Thursday, April 14, 2005

The Sweet Ripening of the Woman

As this spring brings buds and blossoms galore, it’s clear that those trees, plants, and flowers want to burst onto the stage with all their beautiful glory. It is also quite evident that a new and exciting social change is springing forth for women as well.

Issues of gender equality come in so many forms; professional, relational, spiritual, intellectual, and yes, even sexual. Traditional Western thought demands that women scorn their sexuality, one of the most vital and enjoyable parts of life.

If you asked a woman in 1905, just one hundred years ago, if she was as sexually satisfied as her partner, there would have no doubt been a variety of possible responses. If she was taught that such talk was not “ladylike,” she may have shied from an answer or stormed off in a pious huff. However, if you could coax an honest reply, it would have probably entailed the required deference to the needs of her husband.

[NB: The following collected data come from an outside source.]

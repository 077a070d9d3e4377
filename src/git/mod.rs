//! Version-control integration
//!
//! Trinity only needs one thing from git: the set of files staged for the
//! next commit, for pre-commit runs. Anything going wrong (no repository,
//! bare repository, unreadable index) is treated as "nothing staged".
//!
//! # Example
//!
//! ```no_run
//! use trinity::git::staged_files;
//! use std::path::Path;
//!
//! for file in staged_files(Path::new(".")) {
//!     println!("{:?} {}", file.change, file.path);
//! }
//! ```

mod staged;

pub use staged::{staged_files, ChangeKind, StagedFile, StagedRepo};
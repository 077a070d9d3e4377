//! Per-layer checks: test, implementation, documentation

use super::{ProjectScan, Validator};
use crate::imports::{find_unused_imports, DependencyGraph, ImportResolution};
use crate::models::{
    Category, FileType, Layer, LayerDetails, LayerValidationResult, ValidationError,
};
use anyhow::Result;
use regex::Regex;
use std::collections::HashSet;
use std::path::Path;
use std::sync::OnceLock;

static MARKDOWN_LINK: OnceLock<Regex> = OnceLock::new();

/// `[text](target)` and `[text](target "title")`, images included
fn markdown_link() -> &'static Regex {
    MARKDOWN_LINK.get_or_init(|| {
        Regex::new(r#"\[[^\]\n]*\]\(\s*<?([^)\s>]+)>?(?:\s+"[^"]*")?\s*\)"#).expect("valid regex")
    })
}

/// Assemble a layer result; `valid_files` are files without any error
fn layer_result(
    layer: Layer,
    score: u32,
    files: Vec<String>,
    errors: Vec<ValidationError>,
    warnings: Vec<ValidationError>,
) -> LayerValidationResult {
    let failing: HashSet<&str> = errors.iter().filter_map(|e| e.file.as_deref()).collect();
    let valid_files = files
        .iter()
        .filter(|f| !failing.contains(f.as_str()))
        .count();
    let details = LayerDetails {
        total_files: files.len(),
        valid_files,
        error_count: errors.len(),
        warning_count: warnings.len(),
    };
    LayerValidationResult {
        layer,
        score,
        evaluated: true,
        files,
        errors,
        warnings,
        details,
    }
}

/// Unresolved-import errors for `files`, one per import
fn unresolved_import_errors(
    scan: &ProjectScan,
    files: &[String],
    category: Category,
) -> Vec<ValidationError> {
    let mut errors = Vec::new();
    for file in files {
        for import in scan.imports_of(file) {
            if scan.analyzer.resolve(file, &import.specifier) == ImportResolution::Unresolved {
                errors.push(
                    ValidationError::error(
                        category,
                        format!("Cannot resolve import '{}'", import.specifier),
                    )
                    .with_file(file.clone())
                    .with_line(import.line),
                );
            }
        }
    }
    errors
}

/// Relative link targets in markdown that do not exist on disk
pub(crate) fn broken_links(root: &Path, doc: &str, content: &str) -> Vec<(String, usize)> {
    let base = Path::new(doc).parent().unwrap_or_else(|| Path::new(""));
    let mut broken = Vec::new();

    for (idx, line) in content.lines().enumerate() {
        for caps in markdown_link().captures_iter(line) {
            let Some(target) = caps.get(1).map(|m| m.as_str()) else {
                continue;
            };
            if target.starts_with('#')
                || target.starts_with("//")
                || target.contains("://")
                || target.starts_with("mailto:")
                || target.starts_with("tel:")
            {
                continue;
            }
            let path_part = target.split(['#', '?']).next().unwrap_or("");
            if path_part.is_empty() {
                continue;
            }
            let candidate = match path_part.strip_prefix('/') {
                Some(abs) => Path::new(abs).to_path_buf(),
                None => base.join(path_part),
            };
            let exists = crate::imports::normalize_path(&candidate)
                .map(|p| root.join(p).exists())
                .unwrap_or(false);
            if !exists {
                broken.push((target.to_string(), idx + 1));
            }
        }
    }
    broken
}

impl Validator {
    pub(crate) fn validate_test_layer(&self, scan: &ProjectScan) -> Result<LayerValidationResult> {
        let category = Category::Test;
        let files = scan.paths_of(FileType::Test);
        let mut warnings = Vec::new();

        let mut errors = unresolved_import_errors(scan, &files, category);
        let dependency_errors = errors.len();

        let structure_valid = scan.classifier.has_test_directory();
        if !structure_valid {
            warnings.push(ValidationError::warning(
                category,
                format!(
                    "No conventional test directory found (expected one of: {})",
                    self.config().directories.test.join(", ")
                ),
            ));
        }
        if files.is_empty() {
            errors.push(ValidationError::error(category, "No test files found"));
        }

        let score = self
            .calculator()
            .test_score(files.len(), dependency_errors, structure_valid);
        Ok(layer_result(Layer::Test, score, files, errors, warnings))
    }

    pub(crate) fn validate_implementation_layer(
        &self,
        scan: &ProjectScan,
    ) -> Result<LayerValidationResult> {
        let category = Category::Implementation;
        let config = self.config();
        let files = scan.paths_of(FileType::Implementation);
        let mut warnings = Vec::new();

        let mut errors = unresolved_import_errors(scan, &files, category);
        let import_errors = errors.len();

        let mut missing_utilities = 0;
        for utility in &config.implementation.required_utilities {
            if !self.root().join(utility).is_file() {
                missing_utilities += 1;
                errors.push(
                    ValidationError::error(category, format!("Required utility missing: {}", utility))
                        .with_file(utility.clone()),
                );
            }
        }

        if config.validation.check_unused_imports {
            for file in &files {
                let Some(content) = scan.analyzer.read_source(file) else {
                    continue;
                };
                for unused in find_unused_imports(&content) {
                    warnings.push(
                        ValidationError::warning(
                            category,
                            format!(
                                "'{}' imported from '{}' is possibly unused",
                                unused.name, unused.specifier
                            ),
                        )
                        .with_file(file.clone())
                        .with_line(unused.line),
                    );
                }
            }
        }

        if config.validation.report_cycles {
            let graph = DependencyGraph::build(&scan.analyzer, &files);
            for cycle in graph.cycles() {
                let first = cycle.first().cloned().unwrap_or_default();
                warnings.push(
                    ValidationError::warning(
                        category,
                        format!("Import cycle: {}", cycle.join(" -> ")),
                    )
                    .with_file(first),
                );
            }
        }

        if let Some(adapter) = self.adapter() {
            for requirement in adapter.check_requirements(self.root()) {
                warnings.push(ValidationError::warning(category, requirement));
            }
        }

        if files.is_empty() {
            errors.push(ValidationError::error(
                category,
                format!(
                    "No implementation files found under {}",
                    config.directories.source.join(", ")
                ),
            ));
        }

        let score =
            self.calculator()
                .implementation_score(files.len(), import_errors, missing_utilities);
        Ok(layer_result(Layer::Implementation, score, files, errors, warnings))
    }

    pub(crate) fn validate_documentation_layer(
        &self,
        scan: &ProjectScan,
    ) -> Result<LayerValidationResult> {
        let category = Category::Documentation;
        let docs = &self.config().documentation;
        let files = scan.paths_of(FileType::Documentation);
        let mut errors = Vec::new();
        let mut warnings = Vec::new();

        let mut missing_required = 0;
        for name in &docs.required_files {
            if !self.root().join(name).exists() {
                missing_required += 1;
                errors.push(ValidationError::error(
                    category,
                    format!("Required documentation missing: {}", name),
                ));
            }
        }
        let mut missing_recommended = 0;
        for name in &docs.recommended_files {
            if !self.root().join(name).exists() {
                missing_recommended += 1;
                warnings.push(ValidationError::warning(
                    category,
                    format!("Recommended documentation missing: {}", name),
                ));
            }
        }

        let mut broken_link_count = 0;
        if docs.check_links {
            for file in files.iter().filter(|f| f.ends_with(".md") || f.ends_with(".mdx")) {
                let Some(content) = scan.analyzer.read_source(file) else {
                    continue;
                };
                for (target, line) in broken_links(self.root(), file, &content) {
                    broken_link_count += 1;
                    warnings.push(
                        ValidationError::warning(category, format!("Broken link: {}", target))
                            .with_file(file.clone())
                            .with_line(line),
                    );
                }
            }
        }

        if files.is_empty() {
            errors.push(ValidationError::error(category, "No documentation files found"));
        }

        let calc = self.calculator();
        let completeness =
            calc.documentation_completeness(files.len(), missing_required, missing_recommended);
        let score = calc.documentation_score(completeness, broken_link_count);
        Ok(layer_result(Layer::Documentation, score, files, errors, warnings))
    }
}
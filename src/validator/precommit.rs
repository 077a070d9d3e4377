//! Pre-commit gate: checks only the files staged for commit

use super::{SyncAnalyzer, Validator};
use crate::classifier::FileClassifier;
use crate::git::{ChangeKind, StagedFile};
use crate::imports::{ImportAnalyzer, ImportResolution};
use crate::models::{Category, FileType, ValidationError};
use anyhow::Result;
use std::collections::HashSet;
use tracing::debug;

fn category_for(file_type: FileType) -> Category {
    match file_type {
        FileType::Test => Category::Test,
        FileType::Implementation => Category::Implementation,
        FileType::Documentation => Category::Documentation,
        FileType::Config | FileType::Other => Category::Synchronization,
    }
}

impl Validator {
    pub(crate) fn check_staged_files(&mut self, staged: &[StagedFile]) -> Result<()> {
        if staged.is_empty() {
            debug!("No staged files");
            return Ok(());
        }

        let classifier = FileClassifier::new(self.root(), self.config())?;
        let analyzer = ImportAnalyzer::new(self.root(), self.config());
        let staged_paths: HashSet<&str> = staged.iter().map(|f| f.path.as_str()).collect();
        let mut issues = Vec::new();

        {
            let config = self.config();
            let sync = SyncAnalyzer::new(self.root(), config);
            let critical: HashSet<&str> =
                config.validation.critical_files.iter().map(String::as_str).collect();

            for file in staged {
                let file_type = classifier.classify(&file.path);
                let category = category_for(file_type);

                if !self.root().join(&file.path).is_file() {
                    issues.push(
                        ValidationError::error(category, "Staged file is missing from the working tree")
                            .with_file(file.path.clone()),
                    );
                    continue;
                }

                if critical.contains(file.path.as_str()) {
                    issues.push(
                        ValidationError::warning(
                            Category::Synchronization,
                            "Critical file changed; review carefully",
                        )
                        .with_file(file.path.clone()),
                    );
                }

                if matches!(file_type, FileType::Test | FileType::Implementation) {
                    for import in analyzer.import_refs(&file.path) {
                        if analyzer.resolve(&file.path, &import.specifier)
                            == ImportResolution::Unresolved
                        {
                            issues.push(
                                ValidationError::error(
                                    category,
                                    format!("Cannot resolve import '{}'", import.specifier),
                                )
                                .with_file(file.path.clone())
                                .with_line(import.line),
                            );
                        }
                    }
                }

                if file_type == FileType::Implementation
                    && file.change == ChangeKind::Added
                    && !sync.is_exempt(&file.path)
                    && !sync.has_test(&file.path, &staged_paths)
                {
                    issues.push(
                        ValidationError::error(
                            Category::Synchronization,
                            format!(
                                "New file has no test (expected {})",
                                super::expected_test_path(&file.path, config)
                            ),
                        )
                        .with_file(file.path.clone()),
                    );
                }
            }
        }

        debug!("Pre-commit: {} staged files, {} issues", staged.len(), issues.len());
        for issue in issues {
            self.push(issue);
        }
        Ok(())
    }
}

However, there is a new season springing to life in America. With women now in powerful positions in the media, new programs and commercials have a distinctively feminine flare – the kind that can only be attributed to a strong woman who knows what she wants and knows how to get it.

One example of this phenomenon is a recent McDonald’s commercial with a woman who says that when she is eating her McGriddle and drinking some McDonald’s coffee, she feels anything is possible and dreams of hiring a pool boy – though she has no pool. How wonderfully scandalous! This commercial brilliantly hits home with every woman because yes, we think about those types of things too.

I consider this commercial pioneering material. To have a man say such things is traditionally acceptable, after all men do enjoy sex. But to have a woman say such things breaks all social decorum, yet opens the doors of flagrant sexuality on one of the last places to accept the woman in her real beauty – commercial marketing.

Commercial marketing has always portrayed the woman as either a sex object for men or a Betty Crocker type, prompting several generations of women to constantly reach for unachievable perfection projected by one delusional image or the other. This medium has been slow to recognize the woman for her true self. I applaud McDonald’s for this bold move. In my opinion, this single commercial has shattered the 50s prototype and the sex object image into tiny fragments. My hope is this commercial will set the precedence for future marketing.

One more very popular example of the changes taking place in the media concerning women is the new hit show Desperate Housewives. This show is about reality. When I watch this show I think to myself, “This is how real women are.” Sure, it goes to extremes at times, as any television drama does. But it also portrays women who are strong and intelligent.

One of the latest episodes for Desperate Housewives has a scene where Terri Hatcher’s character wants to give certain man another chance but decides she can’t bring herself to trust him enough to work things out. I didn’t expect that ending at all. I was shocked that she didn’t go running back to those strong male arms, as is oft the ending in most romantic dramas in America. But no, she was strong, she was brave and she was intelligent. She was not needy, insecure or “desperate.” It made me proud to be a woman.

Like this television character, women no longer wait to be told how they should feel or what they should want. They are finally free to find out for themselves. For these women, fulfillment comes in a variety of ways - be it through sexual, intellectual, religious, political, or social pursuits. Today’s woman has many dimensions and I applaud the media for finally catching up to those of us who have embraced our many sides to find completion through exploring all that life has to offer.

It is high time the media targeted the women who are comfortable in our own skins. Maybe this change is because they finally realize we are too intelligent to buy into the absurd notion that we need to be recreated into some 18-year-old anorexic to be beautiful. More likely, women are the ones calling the shots behind that camera. Either way, a new season has definitely started and it promises the sweet ripening of the woman.